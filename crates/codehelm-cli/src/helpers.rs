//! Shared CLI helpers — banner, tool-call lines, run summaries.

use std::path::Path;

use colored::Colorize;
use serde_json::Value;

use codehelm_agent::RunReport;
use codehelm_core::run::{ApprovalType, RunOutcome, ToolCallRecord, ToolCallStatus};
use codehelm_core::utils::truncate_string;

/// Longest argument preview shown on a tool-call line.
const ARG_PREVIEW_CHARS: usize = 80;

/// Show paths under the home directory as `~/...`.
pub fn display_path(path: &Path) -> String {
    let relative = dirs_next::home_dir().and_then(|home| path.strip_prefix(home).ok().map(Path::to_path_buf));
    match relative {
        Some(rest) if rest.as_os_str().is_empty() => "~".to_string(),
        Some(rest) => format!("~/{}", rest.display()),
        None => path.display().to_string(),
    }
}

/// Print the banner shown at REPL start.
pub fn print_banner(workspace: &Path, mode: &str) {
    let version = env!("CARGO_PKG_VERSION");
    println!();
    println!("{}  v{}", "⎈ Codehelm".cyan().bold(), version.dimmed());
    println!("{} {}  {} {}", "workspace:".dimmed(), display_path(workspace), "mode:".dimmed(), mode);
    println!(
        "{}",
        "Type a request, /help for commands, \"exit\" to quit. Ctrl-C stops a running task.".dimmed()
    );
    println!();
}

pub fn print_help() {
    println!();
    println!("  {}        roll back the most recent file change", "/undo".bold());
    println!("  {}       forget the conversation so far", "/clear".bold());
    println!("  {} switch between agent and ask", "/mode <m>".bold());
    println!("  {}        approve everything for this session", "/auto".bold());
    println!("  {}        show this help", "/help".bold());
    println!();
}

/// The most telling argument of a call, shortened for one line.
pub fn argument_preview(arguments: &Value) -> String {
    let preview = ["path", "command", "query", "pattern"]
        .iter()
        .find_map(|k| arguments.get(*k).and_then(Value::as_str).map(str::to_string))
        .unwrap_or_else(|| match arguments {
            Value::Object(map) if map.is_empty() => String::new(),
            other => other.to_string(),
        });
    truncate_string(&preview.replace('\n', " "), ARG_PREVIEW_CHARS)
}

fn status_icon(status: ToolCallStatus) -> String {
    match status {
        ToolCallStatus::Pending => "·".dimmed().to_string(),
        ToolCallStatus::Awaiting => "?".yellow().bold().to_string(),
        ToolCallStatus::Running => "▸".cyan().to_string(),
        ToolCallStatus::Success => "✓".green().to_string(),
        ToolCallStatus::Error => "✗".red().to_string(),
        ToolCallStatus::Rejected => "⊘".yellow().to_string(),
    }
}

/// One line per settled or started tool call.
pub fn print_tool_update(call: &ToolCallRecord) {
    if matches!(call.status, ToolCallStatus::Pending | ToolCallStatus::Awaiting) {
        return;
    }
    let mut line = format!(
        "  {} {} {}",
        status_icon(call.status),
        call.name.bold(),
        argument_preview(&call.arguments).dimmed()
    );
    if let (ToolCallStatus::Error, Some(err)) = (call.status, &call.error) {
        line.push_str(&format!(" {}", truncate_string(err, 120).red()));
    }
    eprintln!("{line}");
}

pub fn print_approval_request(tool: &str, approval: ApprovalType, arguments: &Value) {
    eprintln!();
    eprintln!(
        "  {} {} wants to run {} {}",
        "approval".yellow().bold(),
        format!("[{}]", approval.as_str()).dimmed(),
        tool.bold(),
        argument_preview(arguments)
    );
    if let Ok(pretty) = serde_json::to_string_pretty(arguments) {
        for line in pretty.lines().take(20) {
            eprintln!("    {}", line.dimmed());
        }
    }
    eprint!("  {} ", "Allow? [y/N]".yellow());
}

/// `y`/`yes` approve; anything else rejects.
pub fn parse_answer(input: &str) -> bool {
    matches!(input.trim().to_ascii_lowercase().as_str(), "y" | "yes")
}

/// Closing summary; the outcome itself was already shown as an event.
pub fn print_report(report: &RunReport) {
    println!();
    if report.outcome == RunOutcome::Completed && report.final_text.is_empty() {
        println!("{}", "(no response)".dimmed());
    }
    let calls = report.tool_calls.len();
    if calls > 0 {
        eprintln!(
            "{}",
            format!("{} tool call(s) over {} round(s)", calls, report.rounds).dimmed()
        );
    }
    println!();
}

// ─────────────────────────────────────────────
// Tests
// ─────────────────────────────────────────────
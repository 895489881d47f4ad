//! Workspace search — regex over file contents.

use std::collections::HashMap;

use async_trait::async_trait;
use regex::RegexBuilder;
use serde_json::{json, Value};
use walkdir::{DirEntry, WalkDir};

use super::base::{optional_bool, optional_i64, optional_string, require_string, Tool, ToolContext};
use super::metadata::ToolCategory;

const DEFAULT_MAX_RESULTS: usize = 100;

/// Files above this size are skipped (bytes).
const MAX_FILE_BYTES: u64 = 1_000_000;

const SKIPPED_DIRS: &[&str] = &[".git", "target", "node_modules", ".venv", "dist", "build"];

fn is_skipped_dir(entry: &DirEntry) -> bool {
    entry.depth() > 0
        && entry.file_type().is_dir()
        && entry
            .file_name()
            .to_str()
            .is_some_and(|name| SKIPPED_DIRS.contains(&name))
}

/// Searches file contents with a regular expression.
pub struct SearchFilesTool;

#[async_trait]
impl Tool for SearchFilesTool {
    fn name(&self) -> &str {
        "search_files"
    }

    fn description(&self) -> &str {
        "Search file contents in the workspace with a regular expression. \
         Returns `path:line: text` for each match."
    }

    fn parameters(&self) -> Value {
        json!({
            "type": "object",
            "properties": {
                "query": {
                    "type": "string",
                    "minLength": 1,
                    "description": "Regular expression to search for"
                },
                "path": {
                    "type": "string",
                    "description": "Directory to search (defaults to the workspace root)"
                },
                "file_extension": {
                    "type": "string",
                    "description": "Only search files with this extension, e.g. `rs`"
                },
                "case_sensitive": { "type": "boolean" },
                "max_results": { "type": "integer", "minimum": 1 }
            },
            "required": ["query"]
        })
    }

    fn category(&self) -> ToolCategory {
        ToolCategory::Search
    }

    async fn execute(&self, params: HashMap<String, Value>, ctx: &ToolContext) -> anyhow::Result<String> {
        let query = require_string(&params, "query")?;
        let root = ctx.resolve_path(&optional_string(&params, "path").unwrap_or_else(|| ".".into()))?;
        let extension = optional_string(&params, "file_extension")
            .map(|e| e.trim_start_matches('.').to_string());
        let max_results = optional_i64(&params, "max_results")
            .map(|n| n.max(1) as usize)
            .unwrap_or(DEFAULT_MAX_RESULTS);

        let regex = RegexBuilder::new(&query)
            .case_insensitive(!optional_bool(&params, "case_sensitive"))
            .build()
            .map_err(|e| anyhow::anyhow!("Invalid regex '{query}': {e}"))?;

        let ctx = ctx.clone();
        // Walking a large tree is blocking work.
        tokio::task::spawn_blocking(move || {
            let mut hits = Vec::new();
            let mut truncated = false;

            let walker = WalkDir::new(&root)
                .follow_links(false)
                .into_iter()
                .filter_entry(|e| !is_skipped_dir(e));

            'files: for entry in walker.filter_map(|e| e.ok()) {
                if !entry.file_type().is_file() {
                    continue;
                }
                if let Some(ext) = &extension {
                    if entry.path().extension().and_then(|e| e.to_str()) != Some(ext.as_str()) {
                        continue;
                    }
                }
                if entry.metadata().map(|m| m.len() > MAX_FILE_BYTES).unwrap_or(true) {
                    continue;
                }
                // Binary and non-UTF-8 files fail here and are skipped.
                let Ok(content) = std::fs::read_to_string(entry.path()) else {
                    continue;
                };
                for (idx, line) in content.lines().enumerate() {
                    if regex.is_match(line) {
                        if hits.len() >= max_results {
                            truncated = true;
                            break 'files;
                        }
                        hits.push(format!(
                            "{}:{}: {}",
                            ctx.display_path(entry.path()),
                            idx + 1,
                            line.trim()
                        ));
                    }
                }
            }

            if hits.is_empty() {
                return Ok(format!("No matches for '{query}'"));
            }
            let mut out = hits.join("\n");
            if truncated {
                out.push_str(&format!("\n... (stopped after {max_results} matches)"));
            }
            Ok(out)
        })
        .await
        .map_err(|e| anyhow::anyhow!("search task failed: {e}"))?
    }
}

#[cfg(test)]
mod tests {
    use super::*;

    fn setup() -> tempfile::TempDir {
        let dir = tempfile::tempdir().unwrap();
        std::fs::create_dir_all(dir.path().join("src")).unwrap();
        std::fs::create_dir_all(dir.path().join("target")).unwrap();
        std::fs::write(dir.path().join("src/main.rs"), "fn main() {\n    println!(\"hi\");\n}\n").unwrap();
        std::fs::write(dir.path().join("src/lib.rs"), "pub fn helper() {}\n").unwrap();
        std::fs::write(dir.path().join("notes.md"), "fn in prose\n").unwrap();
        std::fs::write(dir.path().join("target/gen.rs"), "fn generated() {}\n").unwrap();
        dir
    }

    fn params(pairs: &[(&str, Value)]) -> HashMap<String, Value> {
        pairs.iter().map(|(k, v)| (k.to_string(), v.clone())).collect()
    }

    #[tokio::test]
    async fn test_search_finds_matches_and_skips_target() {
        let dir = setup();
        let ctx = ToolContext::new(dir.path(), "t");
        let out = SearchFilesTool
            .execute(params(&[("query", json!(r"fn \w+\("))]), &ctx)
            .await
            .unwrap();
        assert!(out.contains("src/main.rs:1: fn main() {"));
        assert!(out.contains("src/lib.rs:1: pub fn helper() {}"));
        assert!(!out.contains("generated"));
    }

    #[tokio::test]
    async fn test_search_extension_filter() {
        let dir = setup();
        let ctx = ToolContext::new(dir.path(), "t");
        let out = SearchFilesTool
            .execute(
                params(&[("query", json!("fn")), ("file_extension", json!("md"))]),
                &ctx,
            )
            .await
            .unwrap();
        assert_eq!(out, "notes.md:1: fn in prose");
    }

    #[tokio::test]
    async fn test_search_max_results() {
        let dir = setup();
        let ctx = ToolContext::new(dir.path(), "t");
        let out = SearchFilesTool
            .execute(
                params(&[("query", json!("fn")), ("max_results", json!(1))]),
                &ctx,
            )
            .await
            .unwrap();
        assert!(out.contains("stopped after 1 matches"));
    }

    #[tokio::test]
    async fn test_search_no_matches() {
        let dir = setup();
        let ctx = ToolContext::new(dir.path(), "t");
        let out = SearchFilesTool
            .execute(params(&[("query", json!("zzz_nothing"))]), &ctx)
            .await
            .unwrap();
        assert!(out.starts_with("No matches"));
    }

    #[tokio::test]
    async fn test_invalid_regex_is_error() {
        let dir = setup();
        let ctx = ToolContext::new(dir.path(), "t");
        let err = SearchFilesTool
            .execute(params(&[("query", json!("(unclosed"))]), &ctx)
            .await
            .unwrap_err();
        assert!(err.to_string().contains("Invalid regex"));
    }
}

WORK TO BE COMPLETED :: Go through the listing and copy each line that includes the string "over".

ANSWER AREA ::
            format!("{} tool call(s) over {} round(s)", calls, report.rounds).dimmed()
//! Workspace search — regex over file contents.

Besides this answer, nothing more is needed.